*** Opening RECORDS SUPPLIED ***

//! /status and /daemon/shutdown handlers.

use axum::extract::State;
use axum::Json;
use serde::Serialize;

use fileops_core::wire::WIRE_VERSION;
use fileops_services::SessionStatus;

use super::ApiState;

// ── /status ──────────────────────────────────────────────────────────────────

#[derive(Serialize)]
pub struct StatusResponse {
    pub listen_addr: String,
    pub root_dir: Option<String>,
    pub max_block_size: u64,
    pub wire_version: u8,
    pub codecs: Vec<&'static str>,
    pub uptime_secs: u64,
    pub sessions_open: usize,
    pub sessions_closed: usize,
    pub sessions_tracked: usize,
    pub blocks_served: u64,
    pub bytes_served: u64,
}

pub async fn handle_status(State(state): State<ApiState>) -> Json<StatusResponse> {
    let sessions = state.registry.snapshot();

    Json(StatusResponse {
        listen_addr: state.listen_addr.clone(),
        root_dir: state
            .root_dir
            .as_ref()
            .map(|p| p.to_string_lossy().into_owned()),
        max_block_size: state.max_block_size,
        wire_version: WIRE_VERSION,
        codecs: fileops_core::wire::CodecId::ALL
            .iter()
            .map(|c| c.name())
            .collect(),
        uptime_secs: state.started_at.elapsed().as_secs(),
        sessions_open: sessions.iter().filter(|s| s.status == SessionStatus::Open).count(),
        sessions_closed: sessions.iter().filter(|s| s.status == SessionStatus::Closed).count(),
        sessions_tracked: sessions.len(),
        blocks_served: sessions.iter().map(|s| s.blocks_served).sum(),
        bytes_served: sessions.iter().map(|s| s.bytes_served).sum(),
    })
}

// ── /daemon/shutdown ─────────────────────────────────────────────────────────

#[derive(Serialize)]
pub struct ShutdownResponse {
    pub message: String,
}

pub async fn handle_shutdown(State(state): State<ApiState>) -> Json<ShutdownResponse> {
    tracing::info!("shutdown requested via API");
    let _ = state.shutdown_tx.send(());

    Json(ShutdownResponse {
        message: "Shutdown initiated".to_string(),
    })
}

*** Closing RECORDS SUPPLIED ***

_WHAT TO PRODUCE_
The answer should be only the number of lines in the data that include "ApiState".

_WRITTEN RESPONSE_
3